A marriage with children
It is a popular opinion that a widow/widower with children gets everything, especially when these children are underage. Well no. State law gives a portion of the estate (half or a third) to a surviving spouse, and the rest must be shared between the children, regardless of age or financial need.
In New York State, for example, a widow inherits $50,000 plus half the estate, and the rest is to be distributed to the children “per stripes”, meaning “branch of the family” descendants. In Illinois, the surviving spouse inherits half and the rest pass to children “per stripes”.
It is quite possible that adult children (especially those from another marriage) will begin to stand up for theirs after their father dies. If they are stubborn and hire a lawyer, the widow will have to divide the property and it is possible that she will not have enough funds to cover her old years. To avoid this, the father should make a will by leaving the property to his wife.
What property passes through the will
Property passes through the will, which we keep in our name and which do not have an appointed heir (beneficiary).
In the USA, you can dispose of property in the event of your death not only with a will, but also in other ways, such as: bank records in the event of death (pay-on-death account), retirement account entries, joint property, living trust, wills. All these instruments are a kind of contract (agreement) and you have to remember that they cannot be changed by a will.
The easiest way to donate property outside a will is to make someone the beneficiary of a bank account. We fill out an appropriate form at the bank and make someone our beneficiary. After our death, this person reports to the bank for money with a death certificate.
Another method is to make someone co-owner of a bank account or real estate. This method has its drawbacks because it is tantamount to an irreversible donation. If we add our son’s bank account, and he gets into trouble, our bank account may be seized for his debts.
It follows that a house kept in two names – e.g. mother and daughter – after the mother’s death will automatically pass to her daughter outside the will, regardless of whether the mother left the will and what she wrote about the house.
Question: Who will receive the house owned jointly by the mother and daughter, and bequeathed to the son in the mother’s will? He will pass to his daughter, because the property community cannot be changed by a will.

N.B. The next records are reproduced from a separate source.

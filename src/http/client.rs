//! JSON client for upstream APIs with a bounded retry policy.

use anyhow::{Context, Result};
use log::{debug, warn};
use reqwest::{Client, Url};
use serde::de::DeserializeOwned;

use super::retry::{NonRetryableError, RetryPolicy, check_retryable};

/// HTTP client that retries transient failures according to a [`RetryPolicy`].
#[derive(Clone)]
pub struct HttpClient {
    client: Client,
    policy: RetryPolicy,
}

impl HttpClient {
    /// Wraps a reqwest client with the default policy (no retries).
    pub fn new(client: Client) -> Self {
        Self::with_policy(client, RetryPolicy::default())
    }

    pub fn with_policy(client: Client, policy: RetryPolicy) -> Self {
        Self { client, policy }
    }

    /// Performs a GET request and deserializes the JSON response.
    #[tracing::instrument(skip(self, url), fields(url = %url))]
    pub async fn get_json<T: DeserializeOwned>(&self, url: Url) -> Result<T> {
        self.get_json_with_query(url, &[]).await
    }

    /// Performs a GET request with query parameters and deserializes the JSON response.
    #[tracing::instrument(skip(self, url, query), fields(url = %url))]
    pub async fn get_json_with_query<T: DeserializeOwned>(
        &self,
        url: Url,
        query: &[(&str, &str)],
    ) -> Result<T> {
        debug!("GET JSON from {} with query {:?}...", url, query);

        self.with_retry("GET JSON", || async {
            let response = self
                .client
                .get(url.clone())
                .query(query)
                .send()
                .await
                .with_context(|| format!("Failed to send request to {}", url))?;

            let response = response.error_for_status().map_err(check_retryable)?;

            response
                .json::<T>()
                .await
                .with_context(|| format!("Failed to parse JSON response from {}", url))
        })
        .await
    }

    /// Executes an async operation, retrying transient failures.
    async fn with_retry<F, Fut, T>(&self, operation_name: &str, operation: F) -> Result<T>
    where
        F: Fn() -> Fut,
        Fut: std::future::Future<Output = Result<T>>,
    {
        let attempts = self.policy.attempts();
        let mut attempt = 1;

        loop {
            match operation().await {
                Ok(result) => return Ok(result),
                Err(e) if !is_retryable_error(&e) => {
                    debug!("{}: non-retryable error: {:#}", operation_name, e);
                    return Err(e);
                }
                Err(e) if attempt >= attempts => return Err(e),
                Err(e) => {
                    warn!(
                        "{}: attempt {}/{} failed ({:#}), retrying in {:?}...",
                        operation_name, attempt, attempts, e, self.policy.delay
                    );
                    tokio::time::sleep(self.policy.delay).await;
                    attempt += 1;
                }
            }
        }
    }
}

fn is_retryable_error(e: &anyhow::Error) -> bool {
    e.downcast_ref::<NonRetryableError>().is_none()
}
/*
 * SPDX-License-Identifier: MPL-2.0
 */

//! Inline markup tag parser.
//!
//! Walks one line of tagged text and splits it into style-consistent runs. Tags may use
//! either `<...>` or `{...}` delimiters. `b`, `i`, and `u` (and their closing forms) toggle
//! bare style flags; `font` tags carrying a `color="#rrggbb"` attribute push a colour stack
//! that `/font` pops. Unrecognized tags are ignored without error.
//!
//! Bold, italic, and underline are flags rather than stacks, so nested tags of the same kind
//! lose the outer state on the first close. This matches how the text formats that use this
//! markup behave in the wild.


use once_cell::sync::Lazy;
use regex::Regex;
use tracing::{debug, warn};

use crate::subtitle::{RawSubtitle, Rgb};

static COLOUR: Lazy<Regex> =
    Lazy::new(|| Regex::new(r##"color="#([0-9a-fA-F]{6})""##).unwrap());

enum State {
    Text,
    Tag,
}

/// Splits `line` into style runs, copying timing, position, font, and size from `template`.
pub fn parse_line(line: &str, template: &RawSubtitle) -> Vec<RawSubtitle> {
    let mut out = Vec::new();
    let mut current = template.clone();
    current.text.clear();
    let mut colours = vec![template.colour];
    let mut tag = String::new();
    let mut state = State::Text;

    for c in line.chars() {
        match state {
            State::Text => {
                if c == '<' || c == '{' {
                    state = State::Tag;
                } else {
                    current.text.push(c);
                }
            }
            State::Tag => {
                if c == '>' || c == '}' {
                    apply_tag(&tag, &mut current, &mut colours, &mut out);
                    tag.clear();
                    state = State::Text;
                } else {
                    tag.push(c);
                }
            }
        }
    }

    maybe_content(&mut current, &mut out);
    out
}

fn apply_tag(
    tag: &str,
    current: &mut RawSubtitle,
    colours: &mut Vec<Rgb>,
    out: &mut Vec<RawSubtitle>,
) {
    match tag {
        "b" => {
            maybe_content(current, out);
            current.bold = true;
        }
        "/b" => {
            maybe_content(current, out);
            current.bold = false;
        }
        "i" => {
            maybe_content(current, out);
            current.italic = true;
        }
        "/i" => {
            maybe_content(current, out);
            current.italic = false;
        }
        "u" => {
            maybe_content(current, out);
            current.underline = true;
        }
        "/u" => {
            maybe_content(current, out);
            current.underline = false;
        }
        "/font" => {
            maybe_content(current, out);
            if colours.len() > 1 {
                colours.pop();
            } else {
                warn!("unbalanced /font tag");
            }
            if let Some(colour) = colours.last() {
                current.colour = *colour;
            }
        }
        _ if tag.starts_with("font") => {
            maybe_content(current, out);
            if let Some(hex) = COLOUR.captures(tag).and_then(|m| m.get(1)) {
                if let Some(colour) = Rgb::from_hex(hex.as_str()) {
                    colours.push(colour);
                    current.colour = colour;
                }
            }
        }
        _ => {
            debug!(tag, "ignoring unrecognized tag");
        }
    }
}

fn maybe_content(current: &mut RawSubtitle, out: &mut Vec<RawSubtitle>) {
    if !current.text.is_empty() {
        out.push(current.clone());
        current.text.clear();
    }
}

Second question: Who will inherit the retirement accounts? The mother named her daughter as the beneficiary of her IRA retirement account. In her will, however, she bequeathed the account to her son. Who will get mother’s money? A daughter, because that was the wording of the pension account contract, and the will cannot change it.
Is a will absolutely necessary?
In some cases yes, in some no. If we have a house and bank accounts together with another person (a spouse or an adult child), a will is not necessary, because the other person will inherit from us. In other words, if we have all our property in partnership with our spouse, then he inherits everything, even without a will, because all property passes beyond the will.
But if we have the property ourselves, we should make a will, because no one will be able to take over these items without probation. A will is also unconditionally needed by people who have minor children to appoint legal guardians in it in the event of the death of both parents.
Conclusion: What happens if we die without a will? If we have substantial property held only in our name, it must undergo a judicial probation procedure and will be distributed not according to our intentions but according to state regulations. Without a will, the court will decide who will be the legal guardian of our minor children.
The lack of a will not be a problem only if all our property has co-owners or beneficiaries to whom we want to leave the property. But since each of us has different things, it is worth having a will, not leaving property succession to chance. Besides, it is worth leaving the so-called recent medical orders for keeping us alive.